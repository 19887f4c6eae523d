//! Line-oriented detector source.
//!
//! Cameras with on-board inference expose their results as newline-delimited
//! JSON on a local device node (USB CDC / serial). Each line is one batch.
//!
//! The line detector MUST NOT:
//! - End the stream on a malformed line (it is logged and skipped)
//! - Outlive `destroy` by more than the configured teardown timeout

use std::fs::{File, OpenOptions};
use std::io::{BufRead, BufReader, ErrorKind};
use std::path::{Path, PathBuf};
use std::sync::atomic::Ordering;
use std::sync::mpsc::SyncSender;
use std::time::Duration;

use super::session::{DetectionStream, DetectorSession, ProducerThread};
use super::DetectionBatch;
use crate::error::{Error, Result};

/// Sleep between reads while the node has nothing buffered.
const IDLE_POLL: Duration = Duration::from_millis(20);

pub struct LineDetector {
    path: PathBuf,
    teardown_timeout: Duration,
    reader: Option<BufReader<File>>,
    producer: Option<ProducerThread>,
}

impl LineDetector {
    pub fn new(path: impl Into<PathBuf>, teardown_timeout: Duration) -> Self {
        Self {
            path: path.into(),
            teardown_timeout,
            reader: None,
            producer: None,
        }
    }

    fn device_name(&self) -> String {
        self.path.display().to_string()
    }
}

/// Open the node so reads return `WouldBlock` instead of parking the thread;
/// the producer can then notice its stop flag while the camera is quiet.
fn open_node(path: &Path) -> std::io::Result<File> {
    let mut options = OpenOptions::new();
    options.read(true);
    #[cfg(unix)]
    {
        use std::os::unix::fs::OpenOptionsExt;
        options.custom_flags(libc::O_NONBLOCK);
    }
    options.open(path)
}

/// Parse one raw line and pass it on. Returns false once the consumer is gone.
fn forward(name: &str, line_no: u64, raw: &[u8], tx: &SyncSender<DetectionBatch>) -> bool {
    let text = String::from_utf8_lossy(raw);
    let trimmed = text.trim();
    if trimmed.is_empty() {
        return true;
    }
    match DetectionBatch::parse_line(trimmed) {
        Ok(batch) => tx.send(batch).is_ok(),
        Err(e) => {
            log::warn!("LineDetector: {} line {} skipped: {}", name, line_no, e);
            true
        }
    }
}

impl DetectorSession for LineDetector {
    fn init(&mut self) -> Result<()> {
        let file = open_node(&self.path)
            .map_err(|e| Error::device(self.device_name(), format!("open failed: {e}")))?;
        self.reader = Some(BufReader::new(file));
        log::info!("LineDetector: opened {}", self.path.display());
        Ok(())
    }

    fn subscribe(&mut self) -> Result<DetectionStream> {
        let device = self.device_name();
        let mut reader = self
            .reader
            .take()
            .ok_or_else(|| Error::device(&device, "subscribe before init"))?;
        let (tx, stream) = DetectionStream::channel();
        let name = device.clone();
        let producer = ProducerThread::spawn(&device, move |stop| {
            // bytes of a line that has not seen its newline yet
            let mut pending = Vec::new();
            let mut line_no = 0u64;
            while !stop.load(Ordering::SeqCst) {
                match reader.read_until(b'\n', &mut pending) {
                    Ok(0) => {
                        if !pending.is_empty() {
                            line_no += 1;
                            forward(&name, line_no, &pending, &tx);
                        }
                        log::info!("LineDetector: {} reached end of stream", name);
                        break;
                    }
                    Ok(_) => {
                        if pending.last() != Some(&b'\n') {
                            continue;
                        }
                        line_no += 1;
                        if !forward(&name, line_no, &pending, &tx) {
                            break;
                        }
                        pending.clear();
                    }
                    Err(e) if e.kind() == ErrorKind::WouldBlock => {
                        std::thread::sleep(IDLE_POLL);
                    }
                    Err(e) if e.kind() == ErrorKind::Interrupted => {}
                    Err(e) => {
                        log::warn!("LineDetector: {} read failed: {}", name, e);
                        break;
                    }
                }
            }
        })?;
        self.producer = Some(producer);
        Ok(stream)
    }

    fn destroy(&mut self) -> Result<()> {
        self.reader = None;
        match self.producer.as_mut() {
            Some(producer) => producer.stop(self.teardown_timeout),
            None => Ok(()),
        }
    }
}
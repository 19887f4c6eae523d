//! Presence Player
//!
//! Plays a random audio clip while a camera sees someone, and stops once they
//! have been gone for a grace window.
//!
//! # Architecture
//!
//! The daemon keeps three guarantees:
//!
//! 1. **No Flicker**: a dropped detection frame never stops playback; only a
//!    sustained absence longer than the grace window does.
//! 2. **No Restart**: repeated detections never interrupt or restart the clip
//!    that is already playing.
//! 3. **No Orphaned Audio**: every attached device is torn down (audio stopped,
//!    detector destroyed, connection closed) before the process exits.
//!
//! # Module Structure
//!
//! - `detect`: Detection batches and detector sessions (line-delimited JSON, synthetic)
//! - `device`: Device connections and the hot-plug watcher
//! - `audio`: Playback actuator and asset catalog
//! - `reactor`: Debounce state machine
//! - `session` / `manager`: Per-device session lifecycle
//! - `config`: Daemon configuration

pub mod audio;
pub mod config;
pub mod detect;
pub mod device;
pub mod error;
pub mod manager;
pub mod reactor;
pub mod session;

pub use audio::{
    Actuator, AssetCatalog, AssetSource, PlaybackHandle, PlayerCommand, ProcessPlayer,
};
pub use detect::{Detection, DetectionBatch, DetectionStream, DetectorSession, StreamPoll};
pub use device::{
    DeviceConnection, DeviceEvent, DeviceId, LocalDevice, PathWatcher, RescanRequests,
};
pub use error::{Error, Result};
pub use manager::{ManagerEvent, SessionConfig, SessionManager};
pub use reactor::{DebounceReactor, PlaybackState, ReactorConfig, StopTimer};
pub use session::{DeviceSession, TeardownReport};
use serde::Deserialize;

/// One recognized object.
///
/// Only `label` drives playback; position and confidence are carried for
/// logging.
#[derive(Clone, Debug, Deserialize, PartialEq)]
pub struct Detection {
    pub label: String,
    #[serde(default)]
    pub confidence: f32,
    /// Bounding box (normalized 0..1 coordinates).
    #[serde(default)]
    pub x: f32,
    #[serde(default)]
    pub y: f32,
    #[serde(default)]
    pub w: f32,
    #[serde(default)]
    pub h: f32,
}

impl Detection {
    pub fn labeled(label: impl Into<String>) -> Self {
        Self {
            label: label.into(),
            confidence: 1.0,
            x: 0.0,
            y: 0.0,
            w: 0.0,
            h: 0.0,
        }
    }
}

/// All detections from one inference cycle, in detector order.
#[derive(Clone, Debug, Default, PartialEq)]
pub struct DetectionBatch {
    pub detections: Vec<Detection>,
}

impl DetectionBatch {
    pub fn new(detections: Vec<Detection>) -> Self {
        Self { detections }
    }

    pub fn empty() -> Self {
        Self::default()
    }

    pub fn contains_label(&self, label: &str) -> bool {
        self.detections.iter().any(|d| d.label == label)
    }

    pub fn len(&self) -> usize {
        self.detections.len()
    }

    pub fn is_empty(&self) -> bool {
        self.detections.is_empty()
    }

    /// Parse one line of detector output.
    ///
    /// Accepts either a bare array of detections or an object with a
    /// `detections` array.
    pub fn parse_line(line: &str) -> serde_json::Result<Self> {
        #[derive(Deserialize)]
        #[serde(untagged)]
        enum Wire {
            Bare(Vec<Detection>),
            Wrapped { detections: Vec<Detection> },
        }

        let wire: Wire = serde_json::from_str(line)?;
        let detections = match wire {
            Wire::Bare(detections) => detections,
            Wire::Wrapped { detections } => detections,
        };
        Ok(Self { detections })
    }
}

ASSIGNED TASK: Each of the records should be retyped exactly.

OUTPUT OF THE TASK:
repository 19887f4c6eae523d
//! Line-oriented detector source.
//!
//! Cameras with on-board inference expose their results as newline-delimited
//! JSON on a local device node (USB CDC / serial). Each line is one batch.
//!
//! The line detector MUST NOT:
//! - End the stream on a malformed line (it is logged and skipped)
//! - Outlive `destroy` by more than the configured teardown timeout

use std::fs::{File, OpenOptions};
use std::io::{BufRead, BufReader, ErrorKind};
use std::path::{Path, PathBuf};
use std::sync::atomic::Ordering;
use std::sync::mpsc::SyncSender;
use std::time::Duration;

use super::session::{DetectionStream, DetectorSession, ProducerThread};
use super::DetectionBatch;
use crate::error::{Error, Result};

/// Sleep between reads while the node has nothing buffered.
const IDLE_POLL: Duration = Duration::from_millis(20);

pub struct LineDetector {
    path: PathBuf,
    teardown_timeout: Duration,
    reader: Option<BufReader<File>>,
    producer: Option<ProducerThread>,
}

impl LineDetector {
    pub fn new(path: impl Into<PathBuf>, teardown_timeout: Duration) -> Self {
        Self {
            path: path.into(),
            teardown_timeout,
            reader: None,
            producer: None,
        }
    }

    fn device_name(&self) -> String {
        self.path.display().to_string()
    }
}

/// Open the node so reads return `WouldBlock` instead of parking the thread;
/// the producer can then notice its stop flag while the camera is quiet.
fn open_node(path: &Path) -> std::io::Result<File> {
    let mut options = OpenOptions::new();
    options.read(true);
    #[cfg(unix)]
    {
        use std::os::unix::fs::OpenOptionsExt;
        options.custom_flags(libc::O_NONBLOCK);
    }
    options.open(path)
}

/// Parse one raw line and pass it on. Returns false once the consumer is gone.
fn forward(name: &str, line_no: u64, raw: &[u8], tx: &SyncSender<DetectionBatch>) -> bool {
    let text = String::from_utf8_lossy(raw);
    let trimmed = text.trim();
    if trimmed.is_empty() {
        return true;
    }
    match DetectionBatch::parse_line(trimmed) {
        Ok(batch) => tx.send(batch).is_ok(),
        Err(e) => {
            log::warn!("LineDetector: {} line {} skipped: {}", name, line_no, e);
            true
        }
    }
}

impl DetectorSession for LineDetector {
    fn init(&mut self) -> Result<()> {
        let file = open_node(&self.path)
            .map_err(|e| Error::device(self.device_name(), format!("open failed: {e}")))?;
        self.reader = Some(BufReader::new(file));
        log::info!("LineDetector: opened {}", self.path.display());
        Ok(())
    }

    fn subscribe(&mut self) -> Result<DetectionStream> {
        let device = self.device_name();
        let mut reader = self
            .reader
            .take()
            .ok_or_else(|| Error::device(&device, "subscribe before init"))?;
        let (tx, stream) = DetectionStream::channel();
        let name = device.clone();
        let producer = ProducerThread::spawn(&device, move |stop| {
            // bytes of a line that has not seen its newline yet
            let mut pending = Vec::new();
            let mut line_no = 0u64;
            while !stop.load(Ordering::SeqCst) {
                match reader.read_until(b'\n', &mut pending) {
                    Ok(0) => {
                        if !pending.is_empty() {
                            line_no += 1;
                            forward(&name, line_no, &pending, &tx);
                        }
                        log::info!("LineDetector: {} reached end of stream", name);
                        break;
                    }
                    Ok(_) => {
                        if pending.last() != Some(&b'\n') {
                            continue;
                        }
                        line_no += 1;
                        if !forward(&name, line_no, &pending, &tx) {
                            break;
                        }
                        pending.clear();
                    }
                    Err(e) if e.kind() == ErrorKind::WouldBlock => {
                        std::thread::sleep(IDLE_POLL);
                    }
                    Err(e) if e.kind() == ErrorKind::Interrupted => {}
                    Err(e) => {
                        log::warn!("LineDetector: {} read failed: {}", name, e);
                        break;
                    }
                }
            }
        })?;
        self.producer = Some(producer);
        Ok(stream)
    }

    fn destroy(&mut self) -> Result<()> {
        self.reader = None;
        match self.producer.as_mut() {
            Some(producer) => producer.stop(self.teardown_timeout),
            None => Ok(()),
        }
    }
}
repository 19887f4c6eae523d
//! Presence Player
//!
//! Plays a random audio clip while a camera sees someone, and stops once they
//! have been gone for a grace window.
//!
//! # Architecture
//!
//! The daemon keeps three guarantees:
//!
//! 1. **No Flicker**: a dropped detection frame never stops playback; only a
//!    sustained absence longer than the grace window does.
//! 2. **No Restart**: repeated detections never interrupt or restart the clip
//!    that is already playing.
//! 3. **No Orphaned Audio**: every attached device is torn down (audio stopped,
//!    detector destroyed, connection closed) before the process exits.
//!
//! # Module Structure
//!
//! - `detect`: Detection batches and detector sessions (line-delimited JSON, synthetic)
//! - `device`: Device connections and the hot-plug watcher
//! - `audio`: Playback actuator and asset catalog
//! - `reactor`: Debounce state machine
//! - `session` / `manager`: Per-device session lifecycle
//! - `config`: Daemon configuration

pub mod audio;
pub mod config;
pub mod detect;
pub mod device;
pub mod error;
pub mod manager;
pub mod reactor;
pub mod session;

pub use audio::{
    Actuator, AssetCatalog, AssetSource, PlaybackHandle, PlayerCommand, ProcessPlayer,
};
pub use detect::{Detection, DetectionBatch, DetectionStream, DetectorSession, StreamPoll};
pub use device::{
    DeviceConnection, DeviceEvent, DeviceId, LocalDevice, PathWatcher, RescanRequests,
};
pub use error::{Error, Result};
pub use manager::{ManagerEvent, SessionConfig, SessionManager};
pub use reactor::{DebounceReactor, PlaybackState, ReactorConfig, StopTimer};
pub use session::{DeviceSession, TeardownReport};
use serde::Deserialize;

/// One recognized object.
///
/// Only `label` drives playback; position and confidence are carried for
/// logging.
#[derive(Clone, Debug, Deserialize, PartialEq)]
pub struct Detection {
    pub label: String,
    #[serde(default)]
    pub confidence: f32,
    /// Bounding box (normalized 0..1 coordinates).
    #[serde(default)]
    pub x: f32,
    #[serde(default)]
    pub y: f32,
    #[serde(default)]
    pub w: f32,
    #[serde(default)]
    pub h: f32,
}

impl Detection {
    pub fn labeled(label: impl Into<String>) -> Self {
        Self {
            label: label.into(),
            confidence: 1.0,
            x: 0.0,
            y: 0.0,
            w: 0.0,
            h: 0.0,
        }
    }
}

/// All detections from one inference cycle, in detector order.
#[derive(Clone, Debug, Default, PartialEq)]
pub struct DetectionBatch {
    pub detections: Vec<Detection>,
}

impl DetectionBatch {
    pub fn new(detections: Vec<Detection>) -> Self {
        Self { detections }
    }

    pub fn empty() -> Self {
        Self::default()
    }

    pub fn contains_label(&self, label: &str) -> bool {
        self.detections.iter().any(|d| d.label == label)
    }

    pub fn len(&self) -> usize {
        self.detections.len()
    }

    pub fn is_empty(&self) -> bool {
        self.detections.is_empty()
    }

    /// Parse one line of detector output.
    ///
    /// Accepts either a bare array of detections or an object with a
    /// `detections` array.
    pub fn parse_line(line: &str) -> serde_json::Result<Self> {
        #[derive(Deserialize)]
        #[serde(untagged)]
        enum Wire {
            Bare(Vec<Detection>),
            Wrapped { detections: Vec<Detection> },
        }

        let wire: Wire = serde_json::from_str(line)?;
        let detections = match wire {
            Wire::Bare(detections) => detections,
            Wire::Wrapped { detections } => detections,
        };
        Ok(Self { detections })
    }
}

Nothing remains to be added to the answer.